DATA FOR PROCESSING:
//! Startup crash recovery.
//!
//! On open the stored snapshot is inspected once. If it holds work the
//! canonical copy does not, the user is offered a choice: recover it or
//! discard it. Nothing is applied silently.

use std::time::Duration;

use skyrchitect_core::DiagramDocument;
use tracing::{info, warn};

use crate::snapshot::{PersistedSnapshot, SnapshotKey};
use crate::store::SnapshotStore;

/// Snapshots older than this are not offered for recovery
pub const DEFAULT_RECOVERY_WINDOW: Duration = Duration::from_secs(60 * 60);

#[derive(Debug, Clone, Copy, PartialEq, Eq)]
pub enum RecoveryState {
    /// Nothing to offer
    Idle,
    PromptShown,
    Recovered,
    Dismissed,
}

#[derive(Debug, Clone, Copy, PartialEq, Eq)]
pub struct RecoveryPolicy {
    /// `None` offers snapshots of any age
    pub max_age: Option<Duration>,
    /// Version of the canonical (server-side) copy, when one is known
    pub canonical_version: Option<u64>,
}

impl Default for RecoveryPolicy {
    fn default() -> Self {
        Self {
            max_age: Some(DEFAULT_RECOVERY_WINDOW),
            canonical_version: None,
        }
    }
}

impl RecoveryPolicy {
    fn offers(&self, snapshot: &PersistedSnapshot, now_ms: u64) -> bool {
        let ahead = snapshot.dirty || self.canonical_version.is_some_and(|c| snapshot.version > c);
        let fresh = self
            .max_age
            .is_none_or(|max| u128::from(snapshot.age_ms(now_ms)) <= max.as_millis());
        ahead && fresh
    }
}

#[derive(Debug)]
pub struct RecoveryManager {
    key: SnapshotKey,
    state: RecoveryState,
    recovery_data: Option<PersistedSnapshot>,
    resumable: Option<PersistedSnapshot>,
    unreadable: bool,
}

impl RecoveryManager {
    /// Look at the stored snapshot for `key` and decide whether to prompt.
    ///
    /// Unreadable or inconsistent snapshots are logged and treated as absent,
    /// and `unreadable` reports that something was stored but could not be used.
    pub fn inspect(store: &dyn SnapshotStore, key: SnapshotKey, policy: RecoveryPolicy, now_ms: u64) -> Self {
        let mut unreadable = false;
        let snapshot = match store.get(&key) {
            Ok(snapshot) => snapshot,
            Err(e) => {
                warn!(%key, error = %e, "could not read snapshot, starting without recovery");
                unreadable = true;
                None
            }
        };
        let snapshot = snapshot.filter(|s| {
            let ok = usable(&key, s);
            unreadable |= !ok;
            ok
        });

        let mut manager = Self {
            key,
            state: RecoveryState::Idle,
            recovery_data: None,
            resumable: None,
            unreadable,
        };
        let Some(snapshot) = snapshot else {
            return manager;
        };

        if policy.offers(&snapshot, now_ms) {
            info!(
                key = %manager.key,
                version = snapshot.version,
                age_ms = snapshot.age_ms(now_ms),
                "unsaved work found, offering recovery"
            );
            manager.state = RecoveryState::PromptShown;
            manager.recovery_data = Some(snapshot);
        } else {
            manager.resumable = Some(snapshot);
        }
        manager
    }

    pub fn key(&self) -> &SnapshotKey {
        &self.key
    }

    pub fn state(&self) -> RecoveryState {
        self.state
    }

    /// The stored snapshot exists or may exist, but could not be read or
    /// failed validation. Writing under this key would overwrite it.
    pub fn unreadable(&self) -> bool {
        self.unreadable
    }

    pub fn show_recovery_prompt(&self) -> bool {
        self.state == RecoveryState::PromptShown
    }

    /// The snapshot on offer while the prompt is showing
    pub fn recovery_data(&self) -> Option<&PersistedSnapshot> {
        self.recovery_data.as_ref()
    }

    /// A stored snapshot that was not offered (clean, or outside the window).
    /// It is the latest local copy and can be opened directly.
    pub fn resumable(&self) -> Option<&PersistedSnapshot> {
        self.resumable.as_ref()
    }

    pub fn take_resumable(&mut self) -> Option<PersistedSnapshot> {
        self.resumable.take()
    }

    /// Accept the offered snapshot. The stored copy is rewritten clean since
    /// it now matches the live document. Returns `None` if no prompt is open.
    pub fn recover_architecture(&mut self, store: &dyn SnapshotStore) -> Option<DiagramDocument> {
        if self.state != RecoveryState::PromptShown {
            return None;
        }
        let mut snapshot = self.recovery_data.take()?;
        self.state = RecoveryState::Recovered;

        snapshot.dirty = false;
        if let Err(e) = store.put(&self.key, &snapshot) {
            warn!(key = %self.key, error = %e, "recovered snapshot could not be marked clean");
        }
        info!(key = %self.key, version = snapshot.version, "recovered unsaved work");
        Some(snapshot.document)
    }

    /// Discard the offered snapshot
    pub fn dismiss_recovery(&mut self, store: &dyn SnapshotStore) {
        if self.state != RecoveryState::PromptShown {
            return;
        }
        self.recovery_data = None;
        self.state = RecoveryState::Dismissed;
        match store.delete(&self.key) {
            Ok(()) => info!(key = %self.key, "discarded unsaved work"),
            Err(e) => warn!(key = %self.key, error = %e, "could not delete dismissed snapshot"),
        }
    }
}

fn usable(key: &SnapshotKey, snapshot: &PersistedSnapshot) -> bool {
    if snapshot.document.id != key.document {
        warn!(%key, found = %snapshot.document.id, "snapshot belongs to another document");
        return false;
    }
    if let Err(e) = snapshot.document.graph.validate() {
        warn!(%key, error = %e, "snapshot graph is inconsistent");
        return false;
    }
    true
}
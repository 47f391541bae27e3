//! Node/edge graph and the mutation rules that keep it consistent.
//!
//! Invariants held by every `Graph` reachable through `DocumentModel`:
//! - node ids are unique, edge ids are unique
//! - every edge endpoint names a node in `nodes`

use std::collections::{HashMap, HashSet};

use serde::{Deserialize, Serialize};

use crate::error::ValidationError;
use crate::ids::{EdgeId, NodeId};
use crate::model::{Edge, Node};
use crate::mutation::Mutation;

#[derive(Debug, Clone, Default, PartialEq, Serialize, Deserialize)]
pub struct Graph {
    /// Insertion order is z-order
    pub nodes: Vec<Node>,
    pub edges: Vec<Edge>,
}

impl Graph {
    pub fn new() -> Self {
        Self::default()
    }

    pub fn is_empty(&self) -> bool {
        self.nodes.is_empty()
    }

    pub fn node(&self, id: NodeId) -> Option<&Node> {
        self.nodes.iter().find(|n| n.id == id)
    }

    pub fn edge(&self, id: EdgeId) -> Option<&Edge> {
        self.edges.iter().find(|e| e.id == id)
    }

    pub fn contains_node(&self, id: NodeId) -> bool {
        self.nodes.iter().any(|n| n.id == id)
    }

    pub fn node_ids(&self) -> impl Iterator<Item = NodeId> + '_ {
        self.nodes.iter().map(|n| n.id)
    }

    /// Check the structural invariants of a graph built outside the mutation path
    /// (deserialized snapshots, undo states).
    pub fn validate(&self) -> Result<(), ValidationError> {
        let mut node_ids = HashSet::with_capacity(self.nodes.len());
        for node in &self.nodes {
            if !node_ids.insert(node.id) {
                return Err(ValidationError::DuplicateNode(node.id));
            }
        }
        let mut edge_ids = HashSet::with_capacity(self.edges.len());
        for edge in &self.edges {
            if !edge_ids.insert(edge.id) {
                return Err(ValidationError::DuplicateEdge(edge.id));
            }
            for endpoint in [edge.source, edge.target] {
                if !node_ids.contains(&endpoint) {
                    return Err(ValidationError::DanglingEdge {
                        edge: edge.id,
                        node: endpoint,
                    });
                }
            }
        }
        Ok(())
    }

    /// Apply a mutation in place. Returns whether anything changed.
    ///
    /// On error the graph may be partially modified; callers apply to a
    /// scratch copy and discard it on failure.
    pub fn apply(&mut self, mutation: Mutation) -> Result<bool, ValidationError> {
        match mutation {
            Mutation::AddNode(node) => {
                if self.contains_node(node.id) {
                    return Err(ValidationError::DuplicateNode(node.id));
                }
                self.nodes.push(node);
                Ok(true)
            }
            Mutation::RemoveNode(id) => {
                let index = self
                    .nodes
                    .iter()
                    .position(|n| n.id == id)
                    .ok_or(ValidationError::MissingNode(id))?;
                self.nodes.remove(index);
                self.edges.retain(|e| !e.touches(id));
                Ok(true)
            }
            Mutation::UpdateNode { id, patch } => {
                let node = self
                    .nodes
                    .iter_mut()
                    .find(|n| n.id == id)
                    .ok_or(ValidationError::MissingNode(id))?;
                let mut patched = node.clone();
                patch.apply_to(&mut patched);
                if patched == *node {
                    return Ok(false);
                }
                *node = patched;
                Ok(true)
            }
            Mutation::AddEdge(edge) => {
                if self.edge(edge.id).is_some() {
                    return Err(ValidationError::DuplicateEdge(edge.id));
                }
                self.check_endpoints(&edge)?;
                self.edges.push(edge);
                Ok(true)
            }
            Mutation::RemoveEdge(id) => {
                let index = self
                    .edges
                    .iter()
                    .position(|e| e.id == id)
                    .ok_or(ValidationError::MissingEdge(id))?;
                self.edges.remove(index);
                Ok(true)
            }
            Mutation::UpdateEdge { id, patch } => {
                let index = self
                    .edges
                    .iter()
                    .position(|e| e.id == id)
                    .ok_or(ValidationError::MissingEdge(id))?;
                let mut patched = self.edges[index].clone();
                patch.apply_to(&mut patched);
                if patched == self.edges[index] {
                    return Ok(false);
                }
                self.check_endpoints(&patched)?;
                self.edges[index] = patched;
                Ok(true)
            }
            Mutation::MoveSelection { ids, dx, dy } => {
                let ids: HashSet<NodeId> = ids.into_iter().collect();
                if let Some(missing) = ids.iter().find(|id| !self.contains_node(**id)) {
                    return Err(ValidationError::MissingNode(*missing));
                }
                if dx == 0.0 && dy == 0.0 {
                    return Ok(false);
                }
                let mut changed = false;
                for node in self.nodes.iter_mut().filter(|n| ids.contains(&n.id)) {
                    let moved = node.position.translated(dx, dy);
                    if moved != node.position {
                        node.position = moved;
                        changed = true;
                    }
                }
                Ok(changed)
            }
            Mutation::Batch(mutations) => {
                let mut changed = false;
                for mutation in mutations {
                    changed |= self.apply(mutation)?;
                }
                Ok(changed)
            }
            Mutation::ReplaceGraph(graph) => {
                graph.validate()?;
                if graph == *self {
                    return Ok(false);
                }
                *self = graph;
                Ok(true)
            }
        }
    }

    fn check_endpoints(&self, edge: &Edge) -> Result<(), ValidationError> {
        for endpoint in [edge.source, edge.target] {
            if !self.contains_node(endpoint) {
                return Err(ValidationError::DanglingEdge {
                    edge: edge.id,
                    node: endpoint,
                });
            }
        }
        Ok(())
    }

    /// Deep copy of the given nodes (in z-order) plus the edges whose
    /// endpoints are both inside the set. Unknown ids are ignored.
    pub fn subgraph(&self, ids: &HashSet<NodeId>) -> Graph {
        Graph {
            nodes: self
                .nodes
                .iter()
                .filter(|n| ids.contains(&n.id))
                .cloned()
                .collect(),
            edges: self
                .edges
                .iter()
                .filter(|e| ids.contains(&e.source) && ids.contains(&e.target))
                .cloned()
                .collect(),
        }
    }

    /// Copy of this graph with freshly minted node and edge ids, offset by
    /// (dx, dy). Internal edges are rewired to the new node ids.
    pub fn instantiate(&self, dx: f64, dy: f64) -> Graph {
        let remap: HashMap<NodeId, NodeId> =
            self.nodes.iter().map(|n| (n.id, NodeId::new())).collect();

        let nodes = self
            .nodes
            .iter()
            .map(|n| {
                let mut copy = n.clone();
                copy.id = remap[&n.id];
                copy.position = n.position.translated(dx, dy);
                copy
            })
            .collect();

        let edges = self
            .edges
            .iter()
            .filter_map(|e| {
                let source = *remap.get(&e.source)?;
                let target = *remap.get(&e.target)?;
                let mut copy = e.clone();
                copy.id = EdgeId::new();
                copy.source = source;
                copy.target = target;
                Some(copy)
            })
            .collect();

        Graph { nodes, edges }
    }

    /// Align every node position to the grid
    pub fn snap_to_grid(&mut self, grid: f64) {
        for node in &mut self.nodes {
            node.position = node.position.snapped(grid);
        }
    }
}
//! Editing layer for skyrchitect: action handlers over the document core,
//! view-only canvas state and keyboard dispatch.

pub mod dispatcher;
pub mod editor;
pub mod view;

pub use dispatcher::{CommandDispatcher, DispatchError, Dispatched, Disposition, FocusContext, KeyInput, ListenerGuard};
pub use editor::{BoxedAutosaver, Editor, DUPLICATE_OFFSET, MOVE_STEP};
pub use view::ViewState;
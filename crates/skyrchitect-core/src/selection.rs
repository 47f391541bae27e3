//! Transient selection state. Never serialized with the document.

use std::collections::HashSet;

use crate::graph::Graph;
use crate::ids::NodeId;

/// Currently selected node ids (a set: no order, no duplicates)
#[derive(Debug, Clone, Default, PartialEq, Eq)]
pub struct Selection {
    ids: HashSet<NodeId>,
}

impl Selection {
    pub fn new() -> Self {
        Self::default()
    }

    /// Replace the whole selection
    pub fn replace(&mut self, ids: impl IntoIterator<Item = NodeId>) {
        self.ids = ids.into_iter().collect();
    }

    pub fn insert(&mut self, id: NodeId) -> bool {
        self.ids.insert(id)
    }

    pub fn remove(&mut self, id: NodeId) -> bool {
        self.ids.remove(&id)
    }

    /// Add if absent, remove if present
    pub fn toggle(&mut self, id: NodeId) {
        if !self.ids.remove(&id) {
            self.ids.insert(id);
        }
    }

    pub fn clear(&mut self) {
        self.ids.clear();
    }

    pub fn contains(&self, id: NodeId) -> bool {
        self.ids.contains(&id)
    }

    pub fn len(&self) -> usize {
        self.ids.len()
    }

    pub fn is_empty(&self) -> bool {
        self.ids.is_empty()
    }

    pub fn iter(&self) -> impl Iterator<Item = NodeId> + '_ {
        self.ids.iter().copied()
    }

    pub fn as_set(&self) -> &HashSet<NodeId> {
        &self.ids
    }

    /// Selected ids in the graph's z-order, skipping ids the graph no longer has
    pub fn ordered(&self, graph: &Graph) -> Vec<NodeId> {
        graph.node_ids().filter(|id| self.ids.contains(id)).collect()
    }

    /// Drop ids that are not in the graph (after undo, recovery, ...)
    pub fn retain_existing(&mut self, graph: &Graph) {
        self.ids.retain(|id| graph.contains_node(*id));
    }
}

impl FromIterator<NodeId> for Selection {
    fn from_iter<I: IntoIterator<Item = NodeId>>(iter: I) -> Self {
        Self {
            ids: iter.into_iter().collect(),
        }
    }
}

YOUR TASK: Find the lines in the records that include the string "every", and reply with how many there are, nothing more.

RESULT: 3